**EXTRACTED DATA:**
[Start of Attachment]

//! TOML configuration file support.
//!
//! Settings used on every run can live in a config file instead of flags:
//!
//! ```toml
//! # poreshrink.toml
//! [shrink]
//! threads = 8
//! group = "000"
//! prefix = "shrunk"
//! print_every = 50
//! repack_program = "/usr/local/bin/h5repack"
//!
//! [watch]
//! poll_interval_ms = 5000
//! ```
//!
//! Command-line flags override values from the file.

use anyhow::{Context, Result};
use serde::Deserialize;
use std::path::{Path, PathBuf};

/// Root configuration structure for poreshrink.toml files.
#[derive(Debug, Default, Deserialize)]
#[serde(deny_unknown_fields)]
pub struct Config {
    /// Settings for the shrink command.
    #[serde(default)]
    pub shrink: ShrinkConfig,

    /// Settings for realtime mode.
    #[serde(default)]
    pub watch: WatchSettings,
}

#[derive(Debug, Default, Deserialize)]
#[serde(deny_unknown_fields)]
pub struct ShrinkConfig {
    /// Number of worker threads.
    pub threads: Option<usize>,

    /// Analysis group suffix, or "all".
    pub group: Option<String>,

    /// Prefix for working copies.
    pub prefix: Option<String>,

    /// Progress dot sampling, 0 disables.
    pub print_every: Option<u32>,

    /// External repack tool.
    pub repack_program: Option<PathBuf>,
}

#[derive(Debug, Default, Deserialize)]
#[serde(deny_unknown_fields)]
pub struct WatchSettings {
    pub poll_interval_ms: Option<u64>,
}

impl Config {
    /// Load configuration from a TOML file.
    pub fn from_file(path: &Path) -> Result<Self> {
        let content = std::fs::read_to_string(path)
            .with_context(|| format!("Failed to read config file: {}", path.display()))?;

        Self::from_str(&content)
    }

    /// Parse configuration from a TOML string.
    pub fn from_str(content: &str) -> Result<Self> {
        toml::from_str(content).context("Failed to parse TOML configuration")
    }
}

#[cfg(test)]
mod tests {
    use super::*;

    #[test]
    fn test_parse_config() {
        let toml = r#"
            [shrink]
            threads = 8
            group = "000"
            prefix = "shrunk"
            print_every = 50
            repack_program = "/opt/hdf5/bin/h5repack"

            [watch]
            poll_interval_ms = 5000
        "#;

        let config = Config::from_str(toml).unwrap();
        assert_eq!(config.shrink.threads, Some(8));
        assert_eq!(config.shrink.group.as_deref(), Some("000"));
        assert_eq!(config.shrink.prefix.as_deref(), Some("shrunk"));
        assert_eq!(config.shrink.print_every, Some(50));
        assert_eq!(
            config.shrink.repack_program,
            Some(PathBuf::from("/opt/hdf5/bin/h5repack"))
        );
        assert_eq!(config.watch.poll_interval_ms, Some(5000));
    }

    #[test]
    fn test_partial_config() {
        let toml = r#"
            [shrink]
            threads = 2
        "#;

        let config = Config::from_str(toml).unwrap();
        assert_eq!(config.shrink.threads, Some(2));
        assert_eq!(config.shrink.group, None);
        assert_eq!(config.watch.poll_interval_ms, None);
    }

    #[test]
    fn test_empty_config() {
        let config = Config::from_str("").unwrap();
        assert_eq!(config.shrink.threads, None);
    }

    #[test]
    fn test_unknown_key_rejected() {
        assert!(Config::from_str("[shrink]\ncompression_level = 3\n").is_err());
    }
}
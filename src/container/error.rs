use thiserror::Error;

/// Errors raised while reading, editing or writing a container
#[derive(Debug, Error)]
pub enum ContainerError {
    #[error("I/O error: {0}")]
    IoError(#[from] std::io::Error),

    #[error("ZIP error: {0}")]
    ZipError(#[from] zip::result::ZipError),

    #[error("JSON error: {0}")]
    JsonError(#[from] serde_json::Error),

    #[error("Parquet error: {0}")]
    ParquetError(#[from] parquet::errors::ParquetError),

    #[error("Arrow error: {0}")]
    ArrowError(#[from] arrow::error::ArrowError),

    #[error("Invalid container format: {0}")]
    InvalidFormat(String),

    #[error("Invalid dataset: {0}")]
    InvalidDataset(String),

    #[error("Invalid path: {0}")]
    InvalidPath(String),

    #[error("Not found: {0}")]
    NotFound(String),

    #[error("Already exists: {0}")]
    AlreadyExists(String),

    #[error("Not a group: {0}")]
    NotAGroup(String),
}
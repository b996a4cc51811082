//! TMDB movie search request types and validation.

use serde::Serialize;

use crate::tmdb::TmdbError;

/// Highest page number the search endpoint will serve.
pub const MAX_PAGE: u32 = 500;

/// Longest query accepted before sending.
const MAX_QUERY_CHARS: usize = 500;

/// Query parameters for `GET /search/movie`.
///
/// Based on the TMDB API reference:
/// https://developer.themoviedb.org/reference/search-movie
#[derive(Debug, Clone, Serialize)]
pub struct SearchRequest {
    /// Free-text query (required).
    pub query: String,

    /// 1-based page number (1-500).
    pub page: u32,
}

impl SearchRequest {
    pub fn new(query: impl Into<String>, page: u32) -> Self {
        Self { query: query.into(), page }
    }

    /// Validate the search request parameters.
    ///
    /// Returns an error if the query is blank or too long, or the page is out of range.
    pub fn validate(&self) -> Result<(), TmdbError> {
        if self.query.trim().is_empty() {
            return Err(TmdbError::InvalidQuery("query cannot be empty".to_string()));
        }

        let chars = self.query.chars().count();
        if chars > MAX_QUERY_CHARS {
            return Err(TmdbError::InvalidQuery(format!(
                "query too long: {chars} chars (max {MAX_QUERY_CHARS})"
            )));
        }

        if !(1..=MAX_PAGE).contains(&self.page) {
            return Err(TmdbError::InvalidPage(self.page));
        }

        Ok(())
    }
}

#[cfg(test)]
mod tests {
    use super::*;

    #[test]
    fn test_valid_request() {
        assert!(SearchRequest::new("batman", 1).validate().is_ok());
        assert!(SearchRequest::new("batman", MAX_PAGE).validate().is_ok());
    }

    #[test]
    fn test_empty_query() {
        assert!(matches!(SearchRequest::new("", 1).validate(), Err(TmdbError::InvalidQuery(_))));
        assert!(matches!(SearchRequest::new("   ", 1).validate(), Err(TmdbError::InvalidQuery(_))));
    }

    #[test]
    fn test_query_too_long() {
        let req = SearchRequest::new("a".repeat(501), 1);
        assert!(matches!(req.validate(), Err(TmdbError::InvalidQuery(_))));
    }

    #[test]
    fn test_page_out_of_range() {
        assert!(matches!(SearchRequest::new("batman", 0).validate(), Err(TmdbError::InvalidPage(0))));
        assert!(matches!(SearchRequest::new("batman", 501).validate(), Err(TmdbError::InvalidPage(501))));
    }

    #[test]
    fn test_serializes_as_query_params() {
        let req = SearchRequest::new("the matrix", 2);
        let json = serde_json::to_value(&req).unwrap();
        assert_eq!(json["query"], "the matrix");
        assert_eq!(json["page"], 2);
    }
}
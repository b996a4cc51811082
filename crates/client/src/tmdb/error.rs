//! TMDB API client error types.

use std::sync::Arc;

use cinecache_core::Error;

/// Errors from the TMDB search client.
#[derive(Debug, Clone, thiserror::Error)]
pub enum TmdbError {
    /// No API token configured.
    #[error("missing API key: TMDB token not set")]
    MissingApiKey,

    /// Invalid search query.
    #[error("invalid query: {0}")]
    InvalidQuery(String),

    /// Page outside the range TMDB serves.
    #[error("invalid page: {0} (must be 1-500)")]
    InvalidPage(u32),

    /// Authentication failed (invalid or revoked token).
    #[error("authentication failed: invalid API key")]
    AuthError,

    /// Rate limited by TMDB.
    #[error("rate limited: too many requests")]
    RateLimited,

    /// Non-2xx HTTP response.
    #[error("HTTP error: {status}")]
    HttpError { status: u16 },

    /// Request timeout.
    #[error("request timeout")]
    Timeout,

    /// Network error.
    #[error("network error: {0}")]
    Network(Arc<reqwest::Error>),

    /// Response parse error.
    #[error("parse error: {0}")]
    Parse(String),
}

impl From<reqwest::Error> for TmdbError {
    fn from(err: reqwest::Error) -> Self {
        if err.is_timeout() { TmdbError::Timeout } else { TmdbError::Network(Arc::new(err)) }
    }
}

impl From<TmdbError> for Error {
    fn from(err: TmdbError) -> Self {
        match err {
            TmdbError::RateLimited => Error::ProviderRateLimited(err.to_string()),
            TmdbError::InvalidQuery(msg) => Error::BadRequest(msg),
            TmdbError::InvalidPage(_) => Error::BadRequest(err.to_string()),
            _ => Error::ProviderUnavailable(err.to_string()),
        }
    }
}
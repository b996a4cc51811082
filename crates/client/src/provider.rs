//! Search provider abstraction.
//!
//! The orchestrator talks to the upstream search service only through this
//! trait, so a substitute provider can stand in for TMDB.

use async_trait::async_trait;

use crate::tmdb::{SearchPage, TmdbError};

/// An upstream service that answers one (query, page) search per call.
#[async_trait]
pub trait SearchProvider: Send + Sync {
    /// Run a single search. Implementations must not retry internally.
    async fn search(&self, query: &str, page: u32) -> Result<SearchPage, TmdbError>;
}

[End of Attachment]

**WHAT YOU HAVE TO DO:**
The expected answer is each line of the records above that includes the string "parameters".

**EXERCISE OUTPUT:**
/// Query parameters for `GET /search/movie`.
    /// Validate the search request parameters.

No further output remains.